Jewish belief followed a system of ritual law:
obey them
and you were right with God;
disobey them
and you were in trouble.
The laws weren’t so much about safety
or rights, or limits,
as about defining your actions
so that you would know how to live,
so that you would know how to live a life of
purity, integrity, honesty, reverence.
The laws laid out what an ideal life looked like.
But because pretty much no one could obey them all,
there was a system to ensure forgiveness,
a system of sacrifice.
Bulls, sheep, goats, doves, pigeons,
offered
so that transgressions of the law
might be forgiven.
And the idea was
that after the sacrifice,
you began again with a clean record,
and ideally
next time round
got it right.
But, says the letter to the Hebrews, it didn’t work.
Year after year
the sacrifices were made
and year after year
people returned to their old habits of sin.
So what was the point?
When I was in Israel in September
we went camel riding.
I wanted a photo of myself on the camel. But unfortunately,
I was riding, and so was everyone else,
and it was too difficult to pass over my camera.
So what I did, was take a photo of my shadow.
You can clearly see the camel, and can kind of tell it’s me,
if you know the type of hat I’m wearing.
But that’s about all.
The system of law and sacrifice in the Old Testament
is, says, Hebrews, like a shadow,
a shadow of what is to come. You can kind of see
what God intended,
but only a vague outline.
The reality
will be so much clearer, so much more beautiful, so much more full of life.

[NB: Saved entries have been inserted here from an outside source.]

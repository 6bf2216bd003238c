// Listener registration and dispatch
//
// Listeners are declared up front in a ListenerRegistry: each ListenerSpec
// names what it reads (topics, or explicit topic partitions), the consumer
// group it reads under, which record metadata it wants, an optional filter,
// and the handler to call. ListenerContainer::start opens one consumer per
// spec and runs one tokio task per listener:
//
//   broker consumer ──> DeliveryStream ──> filter ──> handler
//
// Returning from the handler acknowledges the delivery (offsets are
// auto-committed by the client). Handlers run at-least-once per delivery.

use std::fmt;
use std::sync::atomic::{AtomicU64, Ordering};
use std::sync::Arc;

use tokio::task::JoinHandle;
use tokio_util::sync::CancellationToken;
use tracing::{debug, error, info, warn};

use super::broker::{ConsumerRequest, DeliveryStream, MessageBroker, Subscription};
use super::error::{DemoError, Result};
use super::messages::{HeaderRequirement, ReceivedMessage, RecordHeaders};

/// Application callback invoked once per accepted delivery
pub type Handler = Arc<dyn Fn(&ReceivedMessage, &RecordHeaders) + Send + Sync>;

/// Predicate deciding which deliveries never reach the handler
#[derive(Clone)]
pub struct RecordFilter {
    description: String,
    discard: Arc<dyn Fn(&ReceivedMessage) -> bool + Send + Sync>,
}

impl RecordFilter {
    /// Filter discarding every message for which `discard` returns true
    pub fn new<F>(description: impl Into<String>, discard: F) -> Self
    where
        F: Fn(&ReceivedMessage) -> bool + Send + Sync + 'static,
    {
        Self {
            description: description.into(),
            discard: Arc::new(discard),
        }
    }

    /// Filter discarding payloads that contain `needle`
    pub fn discard_containing(needle: impl Into<String>) -> Self {
        let needle = needle.into();
        let description = format!("discard payloads containing '{}'", needle);
        Self::new(description, move |message| message.payload.contains(&needle))
    }

    pub fn discards(&self, message: &ReceivedMessage) -> bool {
        (self.discard)(message)
    }

    pub fn description(&self) -> &str {
        &self.description
    }
}

impl fmt::Debug for RecordFilter {
    fn fmt(&self, f: &mut fmt::Formatter<'_>) -> fmt::Result {
        f.debug_tuple("RecordFilter").field(&self.description).finish()
    }
}

/// Declaration of one listener
#[derive(Clone)]
pub struct ListenerSpec {
    name: String,
    subscription: Subscription,
    group_id: Option<String>,
    headers: HeaderRequirement,
    filter: Option<RecordFilter>,
    handler: Handler,
}

impl ListenerSpec {
    pub fn new(name: impl Into<String>, subscription: Subscription, handler: Handler) -> Self {
        Self {
            name: name.into(),
            subscription,
            group_id: None,
            headers: HeaderRequirement::None,
            filter: None,
            handler,
        }
    }

    /// Group-managed listener on one or more topics
    pub fn topics(name: impl Into<String>, topics: &[&str], handler: Handler) -> Self {
        let topics = topics.iter().map(|t| t.to_string()).collect();
        Self::new(name, Subscription::Topics(topics), handler)
    }

    /// Listener bound to explicit partitions of a topic
    pub fn partitions(
        name: impl Into<String>,
        topic: &str,
        partitions: &[i32],
        handler: Handler,
    ) -> Self {
        Self::new(
            name,
            Subscription::Partitions {
                topic: topic.to_string(),
                partitions: partitions.to_vec(),
            },
            handler,
        )
    }

    pub fn with_group_id(mut self, group_id: impl Into<String>) -> Self {
        self.group_id = Some(group_id.into());
        self
    }

    pub fn with_headers(mut self, headers: HeaderRequirement) -> Self {
        self.headers = headers;
        self
    }

    pub fn with_filter(mut self, filter: RecordFilter) -> Self {
        self.filter = Some(filter);
        self
    }

    pub fn name(&self) -> &str {
        &self.name
    }

    pub fn subscription(&self) -> &Subscription {
        &self.subscription
    }

    /// The group this listener consumes under
    ///
    /// The broker needs a group id even for listeners that declare none, so
    /// those get one derived from the listener name.
    pub fn effective_group_id(&self) -> String {
        self.group_id
            .clone()
            .unwrap_or_else(|| format!("{}-group", self.name))
    }

    fn validate(&self) -> Result<()> {
        if self.name.trim().is_empty() {
            return Err(DemoError::InvalidArgument(
                "listener name must not be empty".to_string(),
            ));
        }
        let empty = match &self.subscription {
            Subscription::Topics(topics) => {
                topics.is_empty() || topics.iter().any(|t| t.trim().is_empty())
            }
            Subscription::Partitions { topic, partitions } => {
                topic.trim().is_empty() || partitions.is_empty()
            }
        };
        if empty {
            return Err(DemoError::InvalidArgument(format!(
                "listener '{}' has an empty subscription",
                self.name
            )));
        }
        Ok(())
    }
}

impl fmt::Debug for ListenerSpec {
    fn fmt(&self, f: &mut fmt::Formatter<'_>) -> fmt::Result {
        f.debug_struct("ListenerSpec")
            .field("name", &self.name)
            .field("subscription", &self.subscription)
            .field("group_id", &self.group_id)
            .field("headers", &self.headers)
            .field("filter", &self.filter)
            .finish()
    }
}

/// Declarative table of listeners, resolved when the container starts
#[derive(Debug, Default, Clone)]
pub struct ListenerRegistry {
    specs: Vec<ListenerSpec>,
}

impl ListenerRegistry {
    pub fn new() -> Self {
        Self::default()
    }

    /// Add a listener; names must be unique
    pub fn register(&mut self, spec: ListenerSpec) -> Result<()> {
        spec.validate()?;
        if self.specs.iter().any(|s| s.name == spec.name) {
            return Err(DemoError::InvalidArgument(format!(
                "listener '{}' is already registered",
                spec.name
            )));
        }
        self.specs.push(spec);
        Ok(())
    }

    pub fn len(&self) -> usize {
        self.specs.len()
    }

    pub fn is_empty(&self) -> bool {
        self.specs.is_empty()
    }

    pub fn iter(&self) -> impl Iterator<Item = &ListenerSpec> {
        self.specs.iter()
    }
}

/// Per-listener delivery counters
#[derive(Debug, Default)]
pub struct ListenerStats {
    delivered: AtomicU64,
    filtered: AtomicU64,
    errors: AtomicU64,
}

/// Point-in-time copy of ListenerStats
#[derive(Debug, Clone, Copy, Default, PartialEq, Eq)]
pub struct StatsSnapshot {
    pub delivered: u64,
    pub filtered: u64,
    pub errors: u64,
}

impl ListenerStats {
    pub fn snapshot(&self) -> StatsSnapshot {
        StatsSnapshot {
            delivered: self.delivered.load(Ordering::Relaxed),
            filtered: self.filtered.load(Ordering::Relaxed),
            errors: self.errors.load(Ordering::Relaxed),
        }
    }
}

/// What happened to one delivery
#[derive(Debug, Clone, Copy, PartialEq, Eq)]
pub enum DispatchOutcome {
    Handled,
    Filtered,
    Failed,
}

/// Run one delivery through a listener's filter and handler
pub fn dispatch(
    spec: &ListenerSpec,
    delivery: Result<ReceivedMessage>,
    stats: &ListenerStats,
) -> DispatchOutcome {
    let message = match delivery {
        Ok(message) => message,
        Err(e) => {
            warn!("Listener '{}' consumer error: {}", spec.name, e);
            stats.errors.fetch_add(1, Ordering::Relaxed);
            return DispatchOutcome::Failed;
        }
    };

    if let Some(filter) = &spec.filter {
        if filter.discards(&message) {
            debug!(
                "Listener '{}' filtered {}[{}]@{} ({})",
                spec.name,
                message.topic,
                message.partition,
                message.offset,
                filter.description()
            );
            stats.filtered.fetch_add(1, Ordering::Relaxed);
            return DispatchOutcome::Filtered;
        }
    }

    let headers = RecordHeaders::extract(&message, spec.headers);
    debug!(
        "Listener '{}' received {}[{}]@{}",
        spec.name, message.topic, message.partition, message.offset
    );
    (spec.handler)(&message, &headers);
    stats.delivered.fetch_add(1, Ordering::Relaxed);
    DispatchOutcome::Handled
}

async fn run_listener(
    spec: ListenerSpec,
    mut stream: DeliveryStream,
    stats: Arc<ListenerStats>,
    shutdown: CancellationToken,
) {
    loop {
        // Deliveries already queued are dispatched before shutdown is seen
        tokio::select! {
            biased;
            next = stream.recv() => match next {
                Some(delivery) => {
                    dispatch(&spec, delivery, &stats);
                }
                None => {
                    info!("Listener '{}' stream closed by broker", spec.name);
                    break;
                }
            },
            _ = shutdown.cancelled() => {
                debug!("Listener '{}' received shutdown signal", spec.name);
                break;
            }
        }
    }
}

/// Running listeners, one task each
pub struct ListenerContainer {
    shutdown: CancellationToken,
    tasks: Vec<(String, JoinHandle<()>)>,
    stats: Vec<(String, Arc<ListenerStats>)>,
}

impl ListenerContainer {
    /// Open a consumer for every registered listener and start dispatching
    ///
    /// Consumers are subscribed before this returns. If any consumer fails
    /// to open, the listeners already started are stopped and the error is
    /// returned.
    pub async fn start(broker: Arc<dyn MessageBroker>, registry: ListenerRegistry) -> Result<Self> {
        let mut container = Self {
            shutdown: CancellationToken::new(),
            tasks: Vec::with_capacity(registry.len()),
            stats: Vec::with_capacity(registry.len()),
        };

        for spec in registry.specs {
            let request = ConsumerRequest {
                listener: spec.name.clone(),
                group_id: spec.effective_group_id(),
                subscription: spec.subscription.clone(),
            };

            let stream = match broker.open_consumer(request).await {
                Ok(stream) => stream,
                Err(e) => {
                    error!("Failed to start listener '{}': {}", spec.name, e);
                    let _ = container.stop().await;
                    return Err(e);
                }
            };

            let stats = Arc::new(ListenerStats::default());
            let name = spec.name.clone();
            info!(
                "Started listener '{}' (group '{}')",
                name,
                spec.effective_group_id()
            );
            let handle = tokio::spawn(run_listener(
                spec,
                stream,
                stats.clone(),
                container.shutdown.child_token(),
            ));
            container.tasks.push((name.clone(), handle));
            container.stats.push((name, stats));
        }

        Ok(container)
    }

    /// Current counters of a listener
    pub fn stats(&self, listener: &str) -> Option<StatsSnapshot> {
        self.stats
            .iter()
            .find(|(name, _)| name == listener)
            .map(|(_, stats)| stats.snapshot())
    }

    pub fn listener_names(&self) -> Vec<&str> {
        self.tasks.iter().map(|(name, _)| name.as_str()).collect()
    }

    /// Signal every listener to stop and wait for the tasks to finish
    ///
    /// Returns the final counters of every listener.
    pub async fn stop(self) -> Vec<(String, StatsSnapshot)> {
        self.shutdown.cancel();
        let (names, handles): (Vec<String>, Vec<JoinHandle<()>>) = self.tasks.into_iter().unzip();
        let results = futures::future::join_all(handles).await;
        for (name, result) in names.iter().zip(results) {
            if let Err(e) = result {
                warn!("Listener '{}' ended abnormally: {}", name, e);
            }
        }
        info!("Stopped {} listener(s)", names.len());

        self.stats
            .into_iter()
            .map(|(name, stats)| (name, stats.snapshot()))
            .collect()
    }
}

impl fmt::Debug for ListenerContainer {
    fn fmt(&self, f: &mut fmt::Formatter<'_>) -> fmt::Result {
        f.debug_struct("ListenerContainer")
            .field("listeners", &self.listener_names())
            .field("cancelled", &self.shutdown.is_cancelled())
            .finish()
    }
}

The system of law and sacrifice
is a shadow of what will come
when Christ, who was the one sacrifice for all time, comes to reign in all his glory
and evil is destroyed
and all things are brought into the new creation
where everything
is good.
But now we live somewhere in between.
To continue the metaphor,
if the old system of law and sacrifice
is a shadow,
and the coming of Christ in glory at the end of time
is the reality,
what we have
is a photograph.
We can see what it will be like,
but it’s only two dimensional.
We don’t get
the full three dimensional
reality.
So here we are, living in the in between times.
we know that Christ died for us,
we know that his sacrifice is one
that brings us forgiveness,
one that is effective for all time.
Jesus has come
“to mend what was broken,
to rebuild what had been destroyed,
to bury the hatchet,
to recover what was lost,
and to make peace between God and us.”
Christ has entered humanity
and given us new access to the mercy, grace, steadfastness, faithfulness and love of God.
And in Christ, God has inaugurated a new covenant
one written on our hearts
that would give us
the knowledge and desire
to do the will of God.
But
the reality is
that we still have
free will.
We still get to choose
what we do,
whether to do the will of God,
whether to live our lives as echoes of God’s mercy, grace, steadfastness, faithfulness and love.
To do the will of God
with all the strength that God’s Spirit provides.
Or to do otherwise.
And that’s where sin and evil
have their insidious tentacles in our lives.
We know what is right.
But we don’t always do it.
And that’s hard to admit.
What happened in Newtown last week
was not an isolated event.
The horror of it was extreme,
but it’s just one of many similar events
that happen each year in our country.
Violence is systemic in our culture
and in our world
and we are part of it.
So how do we respond, as Christians
who particularly at this time of year
proclaim our faith
in the Prince of Peace?
I think
that we have to fight against violence
in any
and every form.
And that includes
dealing with the problem of gun violence.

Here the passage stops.